What we know about the cardiac nucleus is that it's what we call highly dopaminergic.
That is, it's reactive to the neurotransmitter dopamine.
That fires off when we engage in things that give us pleasure or reward.
But what's even more interesting is that when they work together and successfully completed
the maze or the problem, they cooperated successfully, it was inherently more rewarding
than if they did it by themselves.
The reward system definitely triggers when we engage in social activity because it's
to our advantage as a species to be social organisms.
We've evolved such that in that manner, the hunter-gatherer society, we need to get together.
Those who evolved individually died off, and the rest of us, we evolved in such a way that
our social interaction is more advantageous to our survival.
And so evolutionarily, what has happened is our species is a social species.
Rewarding cooperation has been favored through natural selection, through evolution by natural
selection because it's rewarding in our brain.
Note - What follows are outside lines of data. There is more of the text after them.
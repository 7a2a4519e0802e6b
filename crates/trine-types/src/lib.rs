//! Trine Types
//!
//! This crate defines the data handed to the Trine matcher by the surrounding system:
//! facts (subject/predicate/object triples) and the already-structured rule definitions
//! compiled into the discrimination network by `trine-core`. It carries no matching logic
//! of its own.

#![deny(missing_docs)]

mod types;
pub use types::{Condition, Fact, NotSameTerm, PatternTerm, RuleDefinition, Term};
But the other major role for dopamine in our body is movement.
We evolved to exercise.
We evolved to get out there and hunt the animal or to squat down and pull up that root.
And those of us who are not doing that kind of thing now, those of us who are not exercising
in a diverse way like we do in CrossFit, are actually aberrant to our species, and the result
is that our bodies are rebelling by becoming diabetic, obese, atherosclerotic, etc.
So it turns out that movement is highly rewarding, and we know this from data taken from sedentary
people.
People who are sedentary, people who sit on the couch, eat Cheetos, and watch Jersey
Shore, I guess, right?
They have a much higher likelihood of developing major depression because of their sedentary
nature.
And one of the best ways to immunize individuals from depression, especially young individuals,
is to get them moving.
That brief moment at the end of a wad where you and your friend who both finished a really
tough wad, and you turn to that friend of yours and you give him a high five and you
say that sucked, that bond, that link that you have for that one moment, fires that reward
system such that you want to come back the next day and do the same thing.
So you feel like, man, I'm right there with him.
I'm going through it.
When you do that, not only do you have a dopamine, or you don't have an endorphin
rush there, right?
Like, I don't like literally feel his pain, but I do feel the motor aspects of it.
And the way that that happens is via a really cool neurological process.
There are these, I'm going to say they're called their neurons, but it's actually parts
of the brain that are called mirror neurons.
Mirror neurons are really interesting, especially as an athlete.
It's fascinating, but it's what is observed in research and in laboratories as well.
This dopaminergic reward system is fired in the setting of shared adversity.
So every time you see somebody do something, even if you just see somebody walk, wave their
hand, yawn, shake their head, do fran, huge cleaning jerk, your brain is firing as if
you did that movement, right?
So that is a huge input to our empathy system.
You know, in a very strange way, when we're working out in these boxes throughout the
country, we're making people into morally better people because they're willing to face
their fears or to overcome them.
So these things all intertwine together.
When I think about CrossFit, we're all working towards the same goal.
We're all experiencing the same blood, sweat, and tears, right?
You know, when you're done fran, holy moly, right?
You're like, this is horrible.
Why did I do that?
And then you stand up and you cheer for the guy who's starting or hasn't finished yet,
because you can empathize with that.
Part of that empathy is this capacity for like, I know what you're going through.
I feel your pain.
You're going in the same direction as I am.
And when you introduce that person into society, it's like a virus, you know?
They will infect other people that don't work out.
And maybe those people that don't work out will start to see what you're doing and, you
know, start to work out themselves and then get back to what they genuinely are and what
we are as a species, which is, which are organisms that move a lot, that take risks,
socialize, and that bond, and that tries to make our environment a better place.